Segment Start: Input data

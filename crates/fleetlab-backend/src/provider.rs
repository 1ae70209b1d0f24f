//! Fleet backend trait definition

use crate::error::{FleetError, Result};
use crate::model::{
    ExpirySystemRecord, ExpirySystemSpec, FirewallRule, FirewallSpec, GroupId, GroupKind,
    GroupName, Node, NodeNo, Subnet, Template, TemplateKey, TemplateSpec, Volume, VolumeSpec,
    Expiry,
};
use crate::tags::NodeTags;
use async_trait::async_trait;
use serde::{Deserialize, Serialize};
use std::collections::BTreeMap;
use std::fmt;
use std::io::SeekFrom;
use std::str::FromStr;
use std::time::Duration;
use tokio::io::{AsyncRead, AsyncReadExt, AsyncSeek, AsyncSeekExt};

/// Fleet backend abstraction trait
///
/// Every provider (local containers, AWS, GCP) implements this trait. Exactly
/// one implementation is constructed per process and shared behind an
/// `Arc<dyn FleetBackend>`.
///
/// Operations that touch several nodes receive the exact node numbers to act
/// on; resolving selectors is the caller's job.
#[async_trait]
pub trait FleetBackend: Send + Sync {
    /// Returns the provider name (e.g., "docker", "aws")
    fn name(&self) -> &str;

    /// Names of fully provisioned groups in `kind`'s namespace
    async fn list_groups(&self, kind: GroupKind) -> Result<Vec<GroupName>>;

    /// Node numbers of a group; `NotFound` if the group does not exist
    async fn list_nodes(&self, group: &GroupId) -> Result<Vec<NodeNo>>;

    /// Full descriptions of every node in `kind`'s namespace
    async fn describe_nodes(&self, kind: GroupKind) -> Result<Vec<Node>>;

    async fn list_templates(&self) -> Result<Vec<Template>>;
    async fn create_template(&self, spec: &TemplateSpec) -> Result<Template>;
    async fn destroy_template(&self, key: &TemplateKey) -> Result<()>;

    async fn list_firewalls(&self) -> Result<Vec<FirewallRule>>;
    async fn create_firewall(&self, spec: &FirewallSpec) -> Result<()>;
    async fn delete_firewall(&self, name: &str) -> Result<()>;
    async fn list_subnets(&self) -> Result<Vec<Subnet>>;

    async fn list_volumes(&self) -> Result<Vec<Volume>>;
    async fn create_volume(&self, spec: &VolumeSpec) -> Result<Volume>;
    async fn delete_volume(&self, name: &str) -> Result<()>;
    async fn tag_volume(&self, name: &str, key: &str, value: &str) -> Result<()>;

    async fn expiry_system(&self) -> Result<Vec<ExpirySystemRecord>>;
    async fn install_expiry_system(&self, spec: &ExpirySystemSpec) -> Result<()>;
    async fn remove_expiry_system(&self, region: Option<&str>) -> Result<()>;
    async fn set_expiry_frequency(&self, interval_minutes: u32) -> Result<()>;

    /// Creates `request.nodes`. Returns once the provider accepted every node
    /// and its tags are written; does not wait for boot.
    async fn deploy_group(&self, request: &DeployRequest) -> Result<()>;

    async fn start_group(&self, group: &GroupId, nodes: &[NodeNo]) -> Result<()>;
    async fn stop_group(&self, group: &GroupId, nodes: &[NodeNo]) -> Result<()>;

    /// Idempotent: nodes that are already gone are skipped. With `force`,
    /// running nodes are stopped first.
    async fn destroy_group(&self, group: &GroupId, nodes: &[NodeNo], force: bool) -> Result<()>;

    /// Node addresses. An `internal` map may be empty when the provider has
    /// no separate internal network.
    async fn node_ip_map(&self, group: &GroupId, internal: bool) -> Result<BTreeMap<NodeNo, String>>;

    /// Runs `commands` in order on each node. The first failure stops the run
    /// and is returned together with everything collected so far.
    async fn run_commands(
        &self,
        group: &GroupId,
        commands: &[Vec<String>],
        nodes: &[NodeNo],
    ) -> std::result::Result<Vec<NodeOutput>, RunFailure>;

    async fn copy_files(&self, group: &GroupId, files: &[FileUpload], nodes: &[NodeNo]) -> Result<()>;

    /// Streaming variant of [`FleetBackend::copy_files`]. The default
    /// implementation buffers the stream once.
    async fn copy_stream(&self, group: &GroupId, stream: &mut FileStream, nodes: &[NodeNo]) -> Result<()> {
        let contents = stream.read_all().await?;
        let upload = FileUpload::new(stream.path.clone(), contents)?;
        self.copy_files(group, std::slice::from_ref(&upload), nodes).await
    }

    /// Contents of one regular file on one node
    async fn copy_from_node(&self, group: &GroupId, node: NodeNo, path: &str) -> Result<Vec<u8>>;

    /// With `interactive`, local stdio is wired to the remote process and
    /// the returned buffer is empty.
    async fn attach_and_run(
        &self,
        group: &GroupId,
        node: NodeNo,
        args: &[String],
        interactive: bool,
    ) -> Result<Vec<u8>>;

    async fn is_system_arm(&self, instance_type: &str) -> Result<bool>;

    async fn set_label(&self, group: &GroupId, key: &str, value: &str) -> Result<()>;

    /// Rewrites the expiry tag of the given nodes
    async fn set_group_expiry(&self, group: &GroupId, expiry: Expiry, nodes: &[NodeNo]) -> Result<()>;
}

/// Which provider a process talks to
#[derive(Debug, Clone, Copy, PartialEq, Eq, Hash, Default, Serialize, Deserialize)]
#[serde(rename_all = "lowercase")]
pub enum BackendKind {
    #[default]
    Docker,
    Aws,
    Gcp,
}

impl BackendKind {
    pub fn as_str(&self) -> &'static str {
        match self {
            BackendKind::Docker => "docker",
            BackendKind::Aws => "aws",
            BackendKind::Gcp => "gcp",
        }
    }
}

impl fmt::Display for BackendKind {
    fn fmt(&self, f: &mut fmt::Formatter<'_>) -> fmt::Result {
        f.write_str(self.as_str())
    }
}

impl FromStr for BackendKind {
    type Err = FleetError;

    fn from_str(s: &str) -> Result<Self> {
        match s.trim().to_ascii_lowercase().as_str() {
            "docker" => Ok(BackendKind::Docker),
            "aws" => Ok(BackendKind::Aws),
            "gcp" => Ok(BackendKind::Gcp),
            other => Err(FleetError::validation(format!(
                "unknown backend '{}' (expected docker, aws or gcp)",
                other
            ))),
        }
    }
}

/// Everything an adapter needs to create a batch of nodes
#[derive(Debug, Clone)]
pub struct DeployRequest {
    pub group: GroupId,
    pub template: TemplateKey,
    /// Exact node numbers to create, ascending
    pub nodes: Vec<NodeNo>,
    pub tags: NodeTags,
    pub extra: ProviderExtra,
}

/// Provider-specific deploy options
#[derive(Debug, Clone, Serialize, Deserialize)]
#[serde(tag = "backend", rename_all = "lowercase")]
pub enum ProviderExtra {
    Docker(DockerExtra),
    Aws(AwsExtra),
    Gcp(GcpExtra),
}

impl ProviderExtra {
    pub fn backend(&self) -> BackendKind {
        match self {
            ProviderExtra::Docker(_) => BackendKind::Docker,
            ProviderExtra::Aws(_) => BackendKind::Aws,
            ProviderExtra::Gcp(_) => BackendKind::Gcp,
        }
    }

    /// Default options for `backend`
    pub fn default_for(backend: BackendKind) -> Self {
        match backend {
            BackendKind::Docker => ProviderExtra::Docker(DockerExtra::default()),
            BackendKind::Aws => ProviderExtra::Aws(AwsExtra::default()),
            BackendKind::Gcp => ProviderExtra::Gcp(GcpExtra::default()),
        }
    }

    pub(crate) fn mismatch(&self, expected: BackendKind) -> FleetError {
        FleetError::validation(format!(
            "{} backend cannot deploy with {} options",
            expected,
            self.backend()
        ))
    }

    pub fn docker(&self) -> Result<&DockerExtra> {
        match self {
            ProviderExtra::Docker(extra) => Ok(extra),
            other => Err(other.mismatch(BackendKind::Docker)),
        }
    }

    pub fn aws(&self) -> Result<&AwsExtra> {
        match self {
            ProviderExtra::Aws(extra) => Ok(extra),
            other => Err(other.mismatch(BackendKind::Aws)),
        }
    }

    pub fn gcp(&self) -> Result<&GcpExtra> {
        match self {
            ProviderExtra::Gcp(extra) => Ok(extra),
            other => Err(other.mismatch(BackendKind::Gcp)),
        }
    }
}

Segment End: Input data

§ Work to be completed: Count the lines in the records above that contain the word "validation", and reply with that number alone.

§ Response to this task: 2